A project best summed up by its subtitle: Every Single Word Spoken by a Person of Color in [Mainstream Film Title]. Creator Dylan Marron (whom you probably know as Carlos on Welcome to Night Vale) creates videos that stitch together all of the speaking screentime that people of color have in well known films. Even including intro titles and credits at the end, there has yet to be a video that runs over 1 minute.
His curation of films is a stroke of genius. Of the 12 videos he’s posted so far, the oldest is from 2005, making this issue the problem of the generation who is most likely to come across ESW. They are also largely films that tend to be favorites of those of us who fancy ourselves as smart people with good taste, neatly skewering the classist perceptions we often cling to about who is racist and who is “beyond” that. Black Swan. Her. Frances Ha. One of my personal favorites, Moonrise Kingdom, clocks in at 11 seconds.
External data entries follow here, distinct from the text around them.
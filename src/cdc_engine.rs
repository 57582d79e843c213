//! CDC 엔진 - 테이블별 스냅샷 및 스트리밍 처리
//!
//! 테이블마다 독립적인 태스크가 다음 단계로 진행됩니다:
//! 1. 변경 로그 테이블 컬럼 조회
//! 2. 저장된 오프셋이 없으면 초기 스냅샷
//! 3. 변경 로그 polling
//!
//! 한 테이블의 치명적 에러는 다른 테이블 태스크를 멈추지 않습니다.

use crate::connection::{parse_utc_offset, validate_identifier, ConnectionConfig};
use crate::error::{CdcError, Result};
use crate::offset::ProcessingState;
use crate::offset_store::OffsetStore;
use crate::poller::{Backoff, ChangeStreamPoller, PollerConfig};
use crate::sink::EventSink;
use crate::snapshot::{SnapshotCoordinator, SnapshotMode};
use crate::source::ChangeSource;
use crate::timestamp::{Clock, SystemClock, TimestampPolicy};
use parking_lot::RwLock;
use std::collections::HashMap;
use std::future::Future;
use std::path::PathBuf;
use std::sync::Arc;
use std::time::Duration;
use tokio::task::JoinSet;
use tokio_util::sync::CancellationToken;
use tracing::{error, info, info_span, warn, Instrument};

/// 캡처 대상 테이블
#[derive(Debug, Clone, PartialEq, Eq)]
pub struct CaptureTable {
    /// "schema.table"
    pub source_table: String,
    /// 변경 로그 테이블 `cdc_<capture_name>`의 이름
    pub capture_name: String,
}

impl CaptureTable {
    /// 캡처 이름은 "schema.table"의 '.'을 '_'로 바꿔 만듭니다.
    pub fn new(source_table: impl Into<String>) -> Self {
        let source_table = source_table.into();
        let capture_name = source_table.replace('.', "_");
        CaptureTable {
            source_table,
            capture_name,
        }
    }

    pub fn with_capture_name(source_table: impl Into<String>, capture_name: impl Into<String>) -> Self {
        CaptureTable {
            source_table: source_table.into(),
            capture_name: capture_name.into(),
        }
    }

    /// "shop.orders,shop.items:items_log" 형식 파싱
    pub fn parse_list(value: &str) -> Result<Vec<Self>> {
        value
            .split(',')
            .map(str::trim)
            .filter(|s| !s.is_empty())
            .map(|entry| match entry.split_once(':') {
                Some((table, capture)) if !table.is_empty() && !capture.is_empty() => {
                    Ok(CaptureTable::with_capture_name(table, capture))
                }
                Some(_) => Err(CdcError::ConfigError(format!("invalid table entry '{}'", entry))),
                None => Ok(CaptureTable::new(entry)),
            })
            .collect()
    }

    fn validate(&self) -> Result<()> {
        for part in self.source_table.split('.') {
            validate_identifier(part)?;
        }
        validate_identifier(&self.capture_name)
    }
}

/// CDC 엔진 설정
#[derive(Debug, Clone)]
pub struct CdcConfig {
    pub connection: ConnectionConfig,
    pub tables: Vec<CaptureTable>,
    pub snapshot_mode: SnapshotMode,
    pub timestamp_policy: TimestampPolicy,
    pub poller: PollerConfig,
    /// 없으면 메모리 오프셋 저장소 사용
    pub offset_dir: Option<PathBuf>,
    /// 채널 싱크 큐 크기
    pub sink_capacity: usize,
}

impl Default for CdcConfig {
    fn default() -> Self {
        CdcConfig {
            connection: ConnectionConfig::default(),
            tables: Vec::new(),
            snapshot_mode: SnapshotMode::Initial,
            timestamp_policy: TimestampPolicy::Commit,
            poller: PollerConfig::default(),
            offset_dir: None,
            sink_capacity: 1024,
        }
    }
}

impl CdcConfig {
    /// 환경 변수에서 설정 읽기
    pub fn from_env() -> Result<Self> {
        Self::from_lookup(|key| std::env::var(key).ok())
    }

    pub fn from_lookup<F>(lookup: F) -> Result<Self>
    where
        F: Fn(&str) -> Option<String>,
    {
        let get = |key: &str, default: &str| lookup(key).unwrap_or_else(|| default.to_string());

        let port = get("DB_PORT", "3306");
        let port = port
            .parse()
            .map_err(|_| CdcError::ConfigError(format!("invalid DB_PORT '{}'", port)))?;

        let connection = ConnectionConfig {
            hostname: get("DB_HOST", "localhost"),
            port,
            username: get("DB_USER", "testuser"),
            password: get("DB_PASSWORD", "testpass"),
            database: Some(get("DB_NAME", "testdb")),
            timeout: Duration::from_secs(30),
            server_time_zone: lookup("DB_TIME_ZONE")
                .filter(|tz| !tz.trim().is_empty())
                .map(|tz| parse_utc_offset(&tz))
                .transpose()?,
        };

        Ok(CdcConfig {
            connection,
            tables: CaptureTable::parse_list(&get("CDC_TABLES", ""))?,
            snapshot_mode: SnapshotMode::from_mode(&get("CDC_SNAPSHOT_MODE", "initial"))?,
            timestamp_policy: TimestampPolicy::from_mode(&get("SOURCE_TIMESTAMP_MODE", "commit")),
            poller: PollerConfig::default(),
            offset_dir: lookup("CDC_OFFSET_DIR").filter(|d| !d.is_empty()).map(PathBuf::from),
            sink_capacity: 1024,
        })
    }

    pub fn validate(&self) -> Result<()> {
        if self.tables.is_empty() {
            return Err(CdcError::ConfigError("no tables configured".into()));
        }
        if self.sink_capacity == 0 {
            return Err(CdcError::ConfigError("sink capacity must be > 0".into()));
        }
        for table in &self.tables {
            table.validate()?;
        }
        let mut seen = std::collections::HashSet::new();
        for table in &self.tables {
            if !seen.insert(table.source_table.as_str()) {
                return Err(CdcError::ConfigError(format!(
                    "table {} configured twice",
                    table.source_table
                )));
            }
        }
        self.poller.validate()
    }
}

/// 테이블 태스크 종료 결과
#[derive(Debug)]
pub struct TableOutcome {
    pub table: String,
    pub result: Result<()>,
}

type StateMap = Arc<RwLock<HashMap<String, ProcessingState>>>;

/// MySQL CDC 엔진
pub struct CdcEngine {
    config: CdcConfig,
    source: Arc<dyn ChangeSource>,
    sink: Arc<dyn EventSink>,
    store: Arc<dyn OffsetStore>,
    clock: Arc<dyn Clock>,
    states: StateMap,
}

impl CdcEngine {
    /// 새 CDC 엔진 생성
    pub fn new(
        config: CdcConfig,
        source: Arc<dyn ChangeSource>,
        sink: Arc<dyn EventSink>,
        store: Arc<dyn OffsetStore>,
    ) -> Self {
        CdcEngine {
            config,
            source,
            sink,
            store,
            clock: Arc::new(SystemClock),
            states: Arc::new(RwLock::new(HashMap::new())),
        }
    }

    pub fn with_clock(mut self, clock: Arc<dyn Clock>) -> Self {
        self.clock = clock;
        self
    }

    pub fn config(&self) -> &CdcConfig {
        &self.config
    }

    /// 테이블별 현재 처리 상태
    pub fn states(&self) -> HashMap<String, ProcessingState> {
        self.states.read().clone()
    }

    pub fn state(&self, table: &str) -> Option<ProcessingState> {
        self.states.read().get(table).copied()
    }

    /// 모든 테이블 태스크가 끝날 때까지 실행
    ///
    /// `cancel`이 취소되면 각 태스크가 정리 후 종료합니다. 반환값은 테이블별 결과입니다.
    pub async fn run(&self, cancel: CancellationToken) -> Result<Vec<TableOutcome>> {
        self.config.validate()?;

        info!(
            "Starting CDC Engine for {} tables ({} timestamps, {:?} snapshot)",
            self.config.tables.len(),
            self.config.timestamp_policy,
            self.config.snapshot_mode
        );

        let mut tasks = JoinSet::new();

        for table in &self.config.tables {
            let task = TableTask {
                table: table.clone(),
                snapshot_mode: self.config.snapshot_mode,
                policy: self.config.timestamp_policy,
                poller: self.config.poller.clone(),
                source: self.source.clone(),
                sink: self.sink.clone(),
                store: self.store.clone(),
                clock: self.clock.clone(),
                cancel: cancel.clone(),
                states: self.states.clone(),
            };
            task.set_state(ProcessingState::Snapshotting);

            let span = info_span!("table", table = %table.source_table);
            tasks.spawn(task.run().instrument(span));
        }

        let mut outcomes = Vec::with_capacity(self.config.tables.len());
        while let Some(joined) = tasks.join_next().await {
            match joined {
                Ok(outcome) => outcomes.push(outcome),
                Err(e) => error!("Table task aborted: {}", e),
            }
        }

        // 결과 없이 끝난 태스크는 panic으로 중단된 것
        for table in &self.config.tables {
            if outcomes.iter().all(|o| o.table != table.source_table) {
                self.states
                    .write()
                    .insert(table.source_table.clone(), ProcessingState::Stopped);
                outcomes.push(TableOutcome {
                    table: table.source_table.clone(),
                    result: Err(CdcError::TaskAborted(table.source_table.clone())),
                });
            }
        }

        info!("CDC Engine stopped");
        Ok(outcomes)
    }
}

struct TableTask {
    table: CaptureTable,
    snapshot_mode: SnapshotMode,
    policy: TimestampPolicy,
    poller: PollerConfig,
    source: Arc<dyn ChangeSource>,
    sink: Arc<dyn EventSink>,
    store: Arc<dyn OffsetStore>,
    clock: Arc<dyn Clock>,
    cancel: CancellationToken,
    states: StateMap,
}

impl TableTask {
    fn set_state(&self, state: ProcessingState) {
        self.states
            .write()
            .insert(self.table.source_table.clone(), state);
    }

    async fn run(self) -> TableOutcome {
        let result = match self.capture().await {
            Err(CdcError::Cancelled) => Ok(()),
            other => other,
        };

        if let Err(e) = &result {
            error!("Capture for {} failed: {}", self.table.source_table, e);
        }
        self.set_state(ProcessingState::Stopped);

        TableOutcome {
            table: self.table.source_table.clone(),
            result,
        }
    }

    async fn capture(&self) -> Result<()> {
        let table = &self.table;
        let descriptor = self
            .retry("describe", || {
                self.source
                    .describe_table(&table.source_table, &table.capture_name)
            })
            .await?;

        let coordinator = SnapshotCoordinator::new(
            self.source.clone(),
            self.sink.clone(),
            self.store.clone(),
            self.clock.clone(),
            self.snapshot_mode,
            self.cancel.clone(),
        );
        let start = self
            .retry("snapshot", || coordinator.prepare(&descriptor))
            .await?;

        self.set_state(ProcessingState::Streaming);

        let poller = ChangeStreamPoller::new(
            Arc::new(descriptor),
            self.policy,
            self.poller.clone(),
            self.source.clone(),
            self.sink.clone(),
            self.store.clone(),
            self.clock.clone(),
            self.cancel.clone(),
            start,
        );
        poller.run().await
    }

    /// 치명적이지 않은 에러는 backoff 후 재시도
    async fn retry<T, F, Fut>(&self, step: &str, mut op: F) -> Result<T>
    where
        F: FnMut() -> Fut,
        Fut: Future<Output = Result<T>>,
    {
        let mut backoff = Backoff::new(self.poller.backoff_min, self.poller.backoff_max);
        loop {
            match op().await {
                Ok(value) => return Ok(value),
                Err(CdcError::Cancelled) => return Err(CdcError::Cancelled),
                Err(e) if e.is_fatal() => return Err(e),
                Err(e) => {
                    let delay = backoff.next_delay();
                    warn!(
                        "Transient failure during {} of {} (attempt {}), retrying in {:?}: {}",
                        step,
                        self.table.source_table,
                        backoff.attempt(),
                        delay,
                        e
                    );
                    tokio::select! {
                        biased;
                        _ = self.cancel.cancelled() => return Err(CdcError::Cancelled),
                        _ = tokio::time::sleep(delay) => {}
                    }
                }
            }
        }
    }
}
Marron’s project doesn’t explicitly have anything to do with fat people, but his mission of exploring filmic representation (or lack thereof) of a marginalized group parallels that of CPBS. If anything, I’d say his approach is more impactful (but my blog is still great you love it please don’t stop reading it). He doesn’t include commentary or analysis, he just lets the facts about these films stand as testament to how people of color are largely absent from many American films and who they are when they are on screen (spoiler alert: a lot of people working service jobs).